CONNECTICUT: Unreasonable Restraint

2 minute read
TIME

Still stirring controversy in Connecticut last week was a relic of the long-forgotten crusades of Anthony Comstock (1844-1915) and his bluenose New York Society for the Suppression of Vice. In 1879, during the Comstock agitation in New York and neighboring states, the legislature in Comstock’s native Connecticut made it illegal to use, or to help or advise anyone to use, “any drug, medicinal article or instrument for the purpose of preventing conception.” Penalty: $50 fine and up to one year in jail.* Despite perennial campaigns to soften or repeal it, and despite the evident availability of contraceptives in many Connecticut drugstores, the ban is still on the books: it is stoutly supported by the state’s Roman Catholic clergy, and in Connecticut, Roman Catholics make up a powerful voting bloc (47% of the population).

Last week Connecticut’s highest court, the Supreme Court of Errors, upheld the birth-control ban for the third time in the past two decades. Before the court was a package of four related test-case suits, brought by Dr. C. Lee Buxton, chairman of the Yale Medical School’s obstetrics and gynecology department, and three patients who had medical reasons for wanting to prevent conception. Plaintiff Buxton claimed a right, as a physician, to “practice his profession free from unreasonable restraint.” The three patients claimed a right to the benefit of a physician’s advice in dealing with a “dangerous threat to their health and happiness.”
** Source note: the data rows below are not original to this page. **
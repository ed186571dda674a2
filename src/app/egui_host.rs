use winit::event::WindowEvent;
use winit::window::Window;

/// Everything the renderer needs to paint one egui frame on top of the scene.
pub struct UiFrame {
    pub clipped_primitives: Vec<egui::ClippedPrimitive>,
    pub textures_delta: egui::TexturesDelta,
    pub pixels_per_point: f32,
}

/// Bridges winit events into egui and runs the overlay each frame.
pub struct EguiHost {
    context: egui::Context,
    winit_state: egui_winit::State,
}

impl EguiHost {
    /// `max_texture_side` is the GPU's 2D texture limit; egui sizes its font
    /// atlas against it and reports it through `InputState::max_texture_side`.
    pub fn new(window: &Window, max_texture_side: usize) -> Self {
        let context = egui::Context::default();
        let winit_state = egui_winit::State::new(
            context.clone(),
            egui::ViewportId::ROOT,
            window,
            Some(window.scale_factor() as f32),
            None,
            Some(max_texture_side),
        );
        Self {
            context,
            winit_state,
        }
    }

    pub fn context(&self) -> &egui::Context {
        &self.context
    }

    /// True when egui took the event and the scene must not see it.
    pub fn on_window_event(&mut self, window: &Window, event: &WindowEvent) -> bool {
        self.winit_state.on_window_event(window, event).consumed
    }

    /// Whether the pointer currently sits over an overlay widget.
    pub fn pointer_over_ui(&self) -> bool {
        self.context.is_pointer_over_area() || self.context.wants_pointer_input()
    }

    pub fn run_ui<F>(&mut self, window: &Window, build: F) -> UiFrame
    where
        F: FnMut(&egui::Context),
    {
        let raw_input = self.winit_state.take_egui_input(window);
        let full_output = self.context.run(raw_input, build);
        self.winit_state
            .handle_platform_output(window, full_output.platform_output);
        let pixels_per_point = full_output.pixels_per_point;
        let clipped_primitives = self
            .context
            .tessellate(full_output.shapes, pixels_per_point);

        UiFrame {
            clipped_primitives,
            textures_delta: full_output.textures_delta,
            pixels_per_point,
        }
    }
}
mod app;
mod assets;
mod catalog;
mod config;
mod render;
mod scene;
mod ui;

fn main() {
    if let Err(err) = app::run() {
        log::error!("{err}");
        eprintln!("dollhouse: {err}");
        std::process::exit(1);
    }
}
The five judges of the Supreme Court of Errors (two Protestants, two Roman Catholics, one Jew) unanimously ruled that any revision of the birth-control ban was up to the legislature, not the courts: “Courts cannot write legislation by judicial decree; this is particularly so when the legislature has refused to rewrite the existing legislation.” Vowed the plaintiffs: On to the Supreme Court of the U.S.

* The record indicates that nobody has ever been made to pay the penalty. The ban’s purpose is not to punish but to deter.